(Dataset entries)
-=-=-=-=-
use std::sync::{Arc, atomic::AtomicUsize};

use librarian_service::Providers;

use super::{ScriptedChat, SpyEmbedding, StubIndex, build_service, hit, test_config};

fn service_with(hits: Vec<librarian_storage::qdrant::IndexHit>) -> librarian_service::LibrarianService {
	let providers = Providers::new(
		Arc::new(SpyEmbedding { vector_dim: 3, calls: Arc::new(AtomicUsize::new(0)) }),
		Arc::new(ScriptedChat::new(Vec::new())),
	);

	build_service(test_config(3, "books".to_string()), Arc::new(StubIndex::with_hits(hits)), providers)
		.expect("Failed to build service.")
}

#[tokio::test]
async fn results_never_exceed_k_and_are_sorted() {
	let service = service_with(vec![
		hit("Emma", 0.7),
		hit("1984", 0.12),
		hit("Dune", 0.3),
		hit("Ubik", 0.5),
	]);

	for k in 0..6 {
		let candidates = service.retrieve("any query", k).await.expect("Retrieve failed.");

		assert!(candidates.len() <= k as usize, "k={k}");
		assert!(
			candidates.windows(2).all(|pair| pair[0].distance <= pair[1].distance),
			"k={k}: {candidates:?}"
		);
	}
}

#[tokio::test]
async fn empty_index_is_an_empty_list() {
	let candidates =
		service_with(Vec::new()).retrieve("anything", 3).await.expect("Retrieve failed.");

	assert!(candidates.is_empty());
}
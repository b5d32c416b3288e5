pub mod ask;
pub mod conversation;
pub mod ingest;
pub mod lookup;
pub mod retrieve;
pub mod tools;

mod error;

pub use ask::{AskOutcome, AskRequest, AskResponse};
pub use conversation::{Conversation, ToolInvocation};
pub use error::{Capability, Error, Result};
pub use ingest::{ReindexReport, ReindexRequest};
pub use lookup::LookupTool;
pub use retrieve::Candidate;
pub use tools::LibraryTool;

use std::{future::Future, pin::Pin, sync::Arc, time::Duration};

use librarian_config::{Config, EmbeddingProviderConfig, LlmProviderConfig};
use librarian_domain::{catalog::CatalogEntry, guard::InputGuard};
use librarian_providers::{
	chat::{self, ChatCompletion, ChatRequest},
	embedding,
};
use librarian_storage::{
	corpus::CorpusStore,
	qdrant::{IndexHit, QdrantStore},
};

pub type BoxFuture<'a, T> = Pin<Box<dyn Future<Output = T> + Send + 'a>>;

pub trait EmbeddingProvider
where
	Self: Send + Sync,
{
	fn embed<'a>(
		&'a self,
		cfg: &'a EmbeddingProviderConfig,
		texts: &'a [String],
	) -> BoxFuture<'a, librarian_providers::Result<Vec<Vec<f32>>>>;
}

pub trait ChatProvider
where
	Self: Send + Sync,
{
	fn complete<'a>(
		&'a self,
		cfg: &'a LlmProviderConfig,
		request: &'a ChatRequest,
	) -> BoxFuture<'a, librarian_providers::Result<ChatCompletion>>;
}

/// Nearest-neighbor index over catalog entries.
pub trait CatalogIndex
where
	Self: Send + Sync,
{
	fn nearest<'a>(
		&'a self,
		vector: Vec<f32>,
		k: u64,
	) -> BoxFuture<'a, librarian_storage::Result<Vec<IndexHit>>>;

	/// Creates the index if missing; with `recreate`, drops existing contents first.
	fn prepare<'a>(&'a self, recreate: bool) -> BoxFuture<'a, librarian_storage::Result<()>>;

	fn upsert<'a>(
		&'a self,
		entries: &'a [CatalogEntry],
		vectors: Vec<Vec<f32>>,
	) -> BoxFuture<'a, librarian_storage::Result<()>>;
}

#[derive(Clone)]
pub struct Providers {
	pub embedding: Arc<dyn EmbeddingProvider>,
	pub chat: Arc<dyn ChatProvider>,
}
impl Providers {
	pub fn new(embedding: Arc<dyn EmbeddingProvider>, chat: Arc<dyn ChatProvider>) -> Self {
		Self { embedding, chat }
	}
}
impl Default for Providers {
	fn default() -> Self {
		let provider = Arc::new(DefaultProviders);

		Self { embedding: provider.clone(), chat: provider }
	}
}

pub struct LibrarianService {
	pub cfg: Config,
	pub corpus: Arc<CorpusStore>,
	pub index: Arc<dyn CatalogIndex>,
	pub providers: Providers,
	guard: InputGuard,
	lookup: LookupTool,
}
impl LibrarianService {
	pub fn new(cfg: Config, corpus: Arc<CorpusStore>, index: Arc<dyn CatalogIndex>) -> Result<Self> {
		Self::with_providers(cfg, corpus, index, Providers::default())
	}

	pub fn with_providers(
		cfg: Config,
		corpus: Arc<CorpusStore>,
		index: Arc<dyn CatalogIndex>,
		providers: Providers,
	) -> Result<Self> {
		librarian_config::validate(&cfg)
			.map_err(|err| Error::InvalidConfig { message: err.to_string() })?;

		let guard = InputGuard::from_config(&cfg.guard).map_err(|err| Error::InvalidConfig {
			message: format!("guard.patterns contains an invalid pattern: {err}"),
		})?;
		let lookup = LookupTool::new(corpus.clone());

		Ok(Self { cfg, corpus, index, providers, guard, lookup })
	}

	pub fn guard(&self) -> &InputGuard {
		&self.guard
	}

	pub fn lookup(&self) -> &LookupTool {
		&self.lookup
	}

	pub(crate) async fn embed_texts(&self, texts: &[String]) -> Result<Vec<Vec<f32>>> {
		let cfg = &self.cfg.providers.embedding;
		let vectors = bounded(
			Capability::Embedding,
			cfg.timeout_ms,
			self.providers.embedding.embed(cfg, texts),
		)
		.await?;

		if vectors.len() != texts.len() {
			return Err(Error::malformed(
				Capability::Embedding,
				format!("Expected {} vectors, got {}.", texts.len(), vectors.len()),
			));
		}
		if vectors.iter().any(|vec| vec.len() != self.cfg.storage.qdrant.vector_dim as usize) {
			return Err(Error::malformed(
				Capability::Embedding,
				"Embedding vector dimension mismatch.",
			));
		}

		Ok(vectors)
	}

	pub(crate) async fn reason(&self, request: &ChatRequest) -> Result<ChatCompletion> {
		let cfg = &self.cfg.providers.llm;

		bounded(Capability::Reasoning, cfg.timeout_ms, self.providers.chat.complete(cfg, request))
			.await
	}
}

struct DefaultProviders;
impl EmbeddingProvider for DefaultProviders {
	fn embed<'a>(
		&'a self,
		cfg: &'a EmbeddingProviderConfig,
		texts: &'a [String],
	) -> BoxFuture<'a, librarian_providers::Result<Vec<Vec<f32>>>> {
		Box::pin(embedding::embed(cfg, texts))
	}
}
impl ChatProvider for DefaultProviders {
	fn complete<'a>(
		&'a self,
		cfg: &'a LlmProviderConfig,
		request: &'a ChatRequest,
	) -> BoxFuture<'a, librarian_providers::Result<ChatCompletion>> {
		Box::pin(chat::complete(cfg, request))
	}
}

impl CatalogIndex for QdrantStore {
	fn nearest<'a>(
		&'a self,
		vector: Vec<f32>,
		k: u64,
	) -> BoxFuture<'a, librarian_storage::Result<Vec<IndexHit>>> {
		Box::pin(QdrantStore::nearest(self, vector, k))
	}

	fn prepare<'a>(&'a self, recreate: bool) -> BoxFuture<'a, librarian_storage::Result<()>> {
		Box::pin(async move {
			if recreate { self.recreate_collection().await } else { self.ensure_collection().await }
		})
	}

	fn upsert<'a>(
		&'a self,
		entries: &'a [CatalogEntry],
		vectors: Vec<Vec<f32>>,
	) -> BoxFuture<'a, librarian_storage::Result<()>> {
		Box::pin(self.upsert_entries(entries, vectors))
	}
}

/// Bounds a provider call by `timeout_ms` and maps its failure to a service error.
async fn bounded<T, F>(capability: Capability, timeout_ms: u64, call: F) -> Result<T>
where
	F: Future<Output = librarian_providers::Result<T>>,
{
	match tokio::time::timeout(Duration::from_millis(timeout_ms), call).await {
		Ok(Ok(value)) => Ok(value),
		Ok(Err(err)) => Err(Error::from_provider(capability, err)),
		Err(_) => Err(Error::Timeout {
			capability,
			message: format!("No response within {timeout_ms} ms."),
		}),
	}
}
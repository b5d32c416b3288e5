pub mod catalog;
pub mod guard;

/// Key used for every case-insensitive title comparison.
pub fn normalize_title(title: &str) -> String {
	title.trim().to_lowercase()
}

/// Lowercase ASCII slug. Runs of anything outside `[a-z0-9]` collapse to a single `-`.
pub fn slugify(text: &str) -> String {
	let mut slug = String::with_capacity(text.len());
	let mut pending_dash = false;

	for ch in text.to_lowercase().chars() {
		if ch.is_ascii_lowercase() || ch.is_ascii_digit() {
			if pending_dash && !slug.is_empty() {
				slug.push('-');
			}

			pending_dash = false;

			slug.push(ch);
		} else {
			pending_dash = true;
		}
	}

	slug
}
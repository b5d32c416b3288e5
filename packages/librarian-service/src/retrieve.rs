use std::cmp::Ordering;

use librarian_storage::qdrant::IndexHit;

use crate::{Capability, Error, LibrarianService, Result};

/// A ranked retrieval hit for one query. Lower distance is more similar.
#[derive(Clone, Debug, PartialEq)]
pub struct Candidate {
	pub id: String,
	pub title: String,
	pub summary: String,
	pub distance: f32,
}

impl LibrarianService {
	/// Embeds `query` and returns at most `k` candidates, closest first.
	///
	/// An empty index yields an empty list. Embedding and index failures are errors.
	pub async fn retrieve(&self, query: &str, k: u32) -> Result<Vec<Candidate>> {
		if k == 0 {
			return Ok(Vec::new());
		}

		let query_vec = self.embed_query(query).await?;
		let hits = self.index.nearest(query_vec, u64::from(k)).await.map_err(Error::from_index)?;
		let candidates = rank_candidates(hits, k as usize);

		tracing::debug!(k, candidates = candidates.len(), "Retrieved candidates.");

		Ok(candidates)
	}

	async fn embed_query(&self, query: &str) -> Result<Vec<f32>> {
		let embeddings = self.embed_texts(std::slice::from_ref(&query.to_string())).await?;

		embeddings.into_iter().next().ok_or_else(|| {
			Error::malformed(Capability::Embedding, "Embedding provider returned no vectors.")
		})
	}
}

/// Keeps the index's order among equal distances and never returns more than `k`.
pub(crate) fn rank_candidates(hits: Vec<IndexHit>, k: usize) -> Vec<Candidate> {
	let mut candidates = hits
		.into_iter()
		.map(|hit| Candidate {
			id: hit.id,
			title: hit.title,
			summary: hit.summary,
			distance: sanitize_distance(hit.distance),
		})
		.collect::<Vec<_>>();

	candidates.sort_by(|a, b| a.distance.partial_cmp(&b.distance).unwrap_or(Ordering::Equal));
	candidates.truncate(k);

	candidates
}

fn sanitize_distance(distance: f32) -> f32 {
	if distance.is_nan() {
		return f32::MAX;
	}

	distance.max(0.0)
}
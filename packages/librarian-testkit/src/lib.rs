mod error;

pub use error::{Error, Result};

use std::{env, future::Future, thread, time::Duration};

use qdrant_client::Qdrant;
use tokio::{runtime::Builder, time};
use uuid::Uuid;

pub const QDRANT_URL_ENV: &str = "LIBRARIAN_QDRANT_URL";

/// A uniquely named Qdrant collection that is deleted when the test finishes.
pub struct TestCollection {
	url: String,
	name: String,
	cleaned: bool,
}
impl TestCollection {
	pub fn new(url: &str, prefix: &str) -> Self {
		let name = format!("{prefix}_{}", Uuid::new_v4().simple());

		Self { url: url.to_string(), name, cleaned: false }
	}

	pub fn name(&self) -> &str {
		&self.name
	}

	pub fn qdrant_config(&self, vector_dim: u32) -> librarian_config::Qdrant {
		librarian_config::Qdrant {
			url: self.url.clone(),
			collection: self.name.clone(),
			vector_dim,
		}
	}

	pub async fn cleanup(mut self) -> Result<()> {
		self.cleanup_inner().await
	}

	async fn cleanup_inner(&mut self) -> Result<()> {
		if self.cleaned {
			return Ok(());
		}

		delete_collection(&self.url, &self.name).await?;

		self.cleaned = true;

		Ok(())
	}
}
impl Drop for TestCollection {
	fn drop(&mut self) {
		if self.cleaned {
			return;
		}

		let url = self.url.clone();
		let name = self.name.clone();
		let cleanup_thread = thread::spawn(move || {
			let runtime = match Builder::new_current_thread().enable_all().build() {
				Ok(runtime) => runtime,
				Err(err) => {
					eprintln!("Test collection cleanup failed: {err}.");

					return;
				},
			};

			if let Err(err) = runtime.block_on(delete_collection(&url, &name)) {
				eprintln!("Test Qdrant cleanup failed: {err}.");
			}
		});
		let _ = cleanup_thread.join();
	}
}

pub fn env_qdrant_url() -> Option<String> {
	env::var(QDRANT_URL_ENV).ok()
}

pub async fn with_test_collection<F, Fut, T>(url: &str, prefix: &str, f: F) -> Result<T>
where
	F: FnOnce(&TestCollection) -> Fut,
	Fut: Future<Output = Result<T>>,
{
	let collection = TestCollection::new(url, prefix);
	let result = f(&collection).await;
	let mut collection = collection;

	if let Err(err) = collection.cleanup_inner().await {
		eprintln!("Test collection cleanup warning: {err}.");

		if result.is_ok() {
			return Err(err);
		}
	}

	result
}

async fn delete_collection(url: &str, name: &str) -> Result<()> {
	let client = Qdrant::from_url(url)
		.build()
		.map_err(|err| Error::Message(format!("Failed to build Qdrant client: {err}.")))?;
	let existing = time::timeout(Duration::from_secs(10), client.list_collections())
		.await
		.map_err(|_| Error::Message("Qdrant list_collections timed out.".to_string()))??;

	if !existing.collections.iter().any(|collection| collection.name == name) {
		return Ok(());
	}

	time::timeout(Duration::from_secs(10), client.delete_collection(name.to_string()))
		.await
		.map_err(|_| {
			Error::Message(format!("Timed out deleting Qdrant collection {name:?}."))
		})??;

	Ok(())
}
-=-=-=-=-
TASK PROMPT: Where does the string "crate" appear in the records above? Return every line that holds it.

WRITTEN ANSWER:
	pub(crate) async fn embed_texts(&self, texts: &[String]) -> Result<Vec<Vec<f32>>> {
	pub(crate) async fn reason(&self, request: &ChatRequest) -> Result<ChatCompletion> {
use crate::{Capability, Error, LibrarianService, Result};
pub(crate) fn rank_candidates(hits: Vec<IndexHit>, k: usize) -> Vec<Candidate> {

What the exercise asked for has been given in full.